Resident Evil creator Shinji Mikami takes survival horror back to its roots in this terrifying psychological thriller.
Formats Xbox 360, PlayStation 3, PC, Xbox One, PlayStation 4
Developer Tango
Publisher Bethesda
Released 2014
Developer Tango
Publisher Bethesda
Released 2014
Recent years have seen horror games drift towards gunplay and action. Dead Space 3 and Resident Evil 5 were good games, but ones that slipped away from their original promise of terror to join the hegemony of big guys wielding big guns. The Evil Within wants to find frightening again, taking away the empowerment that has diluted the horror genre.
While “taking ‘genre x’ back to its roots’ is a well-worn PR line, when it comes from the godfather of video game horror, you have to sit up and listen. This is Resident Evil creator Shinji Mikami’s first horror game since the superlative Resident Evil 4, and the first game for his new Tango Studio.
Proper, scare-your-socks-off horror is what Mikami promises with The Evil Within. And this first look turns those words into more than a hollow boast.
You play Sebastien Castellanos, a grizzled detective called to a disturbance at Beacon Mental Hospital, a gothic pile that has ‘creepy’ woven into its architecture. Strolling through the pouring rain towards the hospital doors, Sebastien cuts a confident figure, a little swagger embellished by the swish of his long raincoat.
The doors swing open to a bright, sterile reception area. Blood spatters the walls and floor, the corpses of patients and orderlies alike lie dead on the stone floor and wooden benches. Sebastien’s swagger has turned to a creep, as the head of one figure sitting stock still lolls lifelessly towards him as he walks past.
Sebastien then catches the apparent killer on a CCTV monitor, a ghostly, hooded figure that cuts through a screaming squad of cops as they fire blindly at their assailant. Then, he’s gone, before appearing behind Sebastien and jamming a syringe into his neck.
When Sebastien comes round, he’s hanging upside down in a grotesque butchery. Blood cakes the entire room, while other victims freshly butchered stare blankly at him. A dull, wet thud echoes around the room until a gruesome squelch. Then a grotesque, hulking man sidles into view, holding an enormous cleaver and dragging a severed torso, sticky blue entrails leaving a dark, bloody streak.

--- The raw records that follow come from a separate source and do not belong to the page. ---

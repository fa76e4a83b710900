//! Configuration for mail-search

use serde::{Deserialize, Serialize};
use std::path::Path;
use std::time::Duration;

use crate::error::{Result, SearchError};
use crate::query::PaginationDefaults;

/// Overrides `api.base_url`
pub const ENV_API_URL: &str = "MAIL_SEARCH_API_URL";
/// Overrides `logging.level`
pub const ENV_LOG_LEVEL: &str = "MAIL_SEARCH_LOG_LEVEL";

/// Main client configuration
#[derive(Debug, Clone, Default, Deserialize, Serialize)]
pub struct ClientConfig {
    /// Search API location
    #[serde(default)]
    pub api: ApiConfig,
    /// Pagination defaults
    #[serde(default)]
    pub pagination: PaginationDefaults,
    /// Logging
    #[serde(default)]
    pub logging: LoggingConfig,
}

/// Search API configuration
#[derive(Debug, Clone, Deserialize, Serialize)]
pub struct ApiConfig {
    /// Base URL of the API (e.g., "http://localhost:8080")
    #[serde(default = "default_base_url")]
    pub base_url: String,
    /// Path of the search endpoint, joined onto `base_url`
    #[serde(default = "default_search_path")]
    pub search_path: String,
    /// Request timeout in seconds
    #[serde(default = "default_timeout")]
    pub timeout_seconds: u64,
}

#[derive(Debug, Clone, Deserialize, Serialize)]
pub struct LoggingConfig {
    #[serde(default = "default_log_level")]
    pub level: String,
    /// "pretty" or "json"
    #[serde(default = "default_log_format")]
    pub format: String,
}

fn default_base_url() -> String {
    "http://localhost:8080".to_string()
}

fn default_search_path() -> String {
    "/api/mails/search".to_string()
}

fn default_timeout() -> u64 {
    30
}

fn default_log_level() -> String {
    "info".to_string()
}

fn default_log_format() -> String {
    "pretty".to_string()
}

impl Default for ApiConfig {
    fn default() -> Self {
        Self {
            base_url: default_base_url(),
            search_path: default_search_path(),
            timeout_seconds: default_timeout(),
        }
    }
}

impl Default for LoggingConfig {
    fn default() -> Self {
        Self {
            level: default_log_level(),
            format: default_log_format(),
        }
    }
}

impl ClientConfig {
    /// Load configuration from a TOML file
    pub fn from_file(path: &Path) -> Result<Self> {
        let content = std::fs::read_to_string(path)
            .map_err(|e| SearchError::Config(format!("Failed to read config file: {}", e)))?;

        toml::from_str(&content)
            .map_err(|e| SearchError::Config(format!("Failed to parse config: {}", e)))
    }

    /// Load from `path` when given, then apply environment overrides and validate
    pub fn load(path: Option<&Path>) -> Result<Self> {
        let mut config = match path {
            Some(path) => Self::from_file(path)?,
            None => Self::default(),
        };
        config.apply_env();
        config.validate()?;
        Ok(config)
    }

    /// Apply `MAIL_SEARCH_*` environment overrides
    pub fn apply_env(&mut self) {
        if let Ok(url) = std::env::var(ENV_API_URL) {
            if !url.trim().is_empty() {
                self.api.base_url = url;
            }
        }
        if let Ok(level) = std::env::var(ENV_LOG_LEVEL) {
            if !level.trim().is_empty() {
                self.logging.level = level;
            }
        }
    }

    /// Validate configuration
    pub fn validate(&self) -> Result<()> {
        url::Url::parse(&self.api.base_url).map_err(|e| {
            SearchError::Config(format!("Invalid base URL '{}': {}", self.api.base_url, e))
        })?;

        if !self.api.search_path.starts_with('/') {
            return Err(SearchError::Config(format!(
                "Search path must start with '/': {}",
                self.api.search_path
            )));
        }

        let pagination = &self.pagination;
        if pagination.default_page < 1 || pagination.default_limit < 1 {
            return Err(SearchError::Config(
                "Pagination defaults must be at least 1".to_string(),
            ));
        }
        if pagination.max_limit < pagination.default_limit {
            return Err(SearchError::Config(format!(
                "max_limit ({}) is below default_limit ({})",
                pagination.max_limit, pagination.default_limit
            )));
        }

        Ok(())
    }

    /// Full URL of the search endpoint
    pub fn search_url(&self) -> Result<String> {
        let base = url::Url::parse(&self.api.base_url).map_err(|e| {
            SearchError::Config(format!("Invalid base URL '{}': {}", self.api.base_url, e))
        })?;
        let url = base
            .join(&self.api.search_path)
            .map_err(|e| SearchError::Config(format!("Invalid search path: {}", e)))?;
        Ok(url.to_string())
    }

    pub fn timeout(&self) -> Duration {
        Duration::from_secs(self.api.timeout_seconds)
    }
}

The butcher takes his trophy to his work bench, back turned to Sebastien, and begins to turn the man into kibble. Spying a knife embedded in the chest of the poor soul in front of him, Sebastien swings towards the steel and wrenches it from rotting flesh. After cutting himself down, Sebastien creeps up on the butcher to steal his keys, exiting the workshop apparently unnoticed as the monster goes about his gruesome work.
No such luck. An alarm warbles through the dank corridors, drowned out only by the rev of a chainsaw. Which the butcher uses to slice through the back of Sebastien’s calf
Injured, terrified and unarmed, Sebastien must then play a terrifying game of cat and mouse with the crazed butcher, whirling that chainsaw above his head to smash through furniture and obstacles.
Sebastien’s sneaking somewhat reminds of the recent The Last of Us, hunkering behind cover as the beastly butcher tries to flush him out. Sebastien throws a bottle to distract before hiding himself in a closet, every step of the butcher shuddering through the silence.
This early scene is brilliantly paced, veering from the harrowing tension of hiding from the butcher, to heart-thumping terror as you flee down a corridor decorated with whirring razor blades.
It’s fabulously terrifying stuff. A later scene deep in a woodland cabin then shows off the combat, which has Mikami and Resident Evil 4 written all over it. The camera snaps close to Sebastien’s back as he aims at staggering monsters, before setting fallen beasties alight to make sure they don’t rise again. The scene earnestly recalls the famous cabin siege from Resident Evil 4, as Sebastien lays mines under windows as an army of monsters clamber into the building. The same tension is there, Sebastien desperately back-pedalling while popping off shots before running downstairs for the briefest of respites.
But while this action sequence is a direct tribute to Mikami’s earlier work, The Evil Within as a whole appears more than a Resi throwback. After the battle, Sebastien is running through a forest path, with every door into a cabin spitting him back outside, until one unleashes a river of blood that comes thundering towards the screen... And then we’re back in the sterile corridors of the mental hospital. A grate falls, and creeping out of it comes a grotesque feminine figure with eight limbs, long black hair obscuring its head, stalking, stalking... and then the demo ends.
It’s a terrific first glimpse, with Tango bringing together the thrill and tension of Resident Evil and the psychological terror of Silent Hill. Such a combination is survival horror’s dream ticket, and with Mikami at the helm, we can be confident that he and Tango will be be turning it into a nightmare. The very best kind, of course.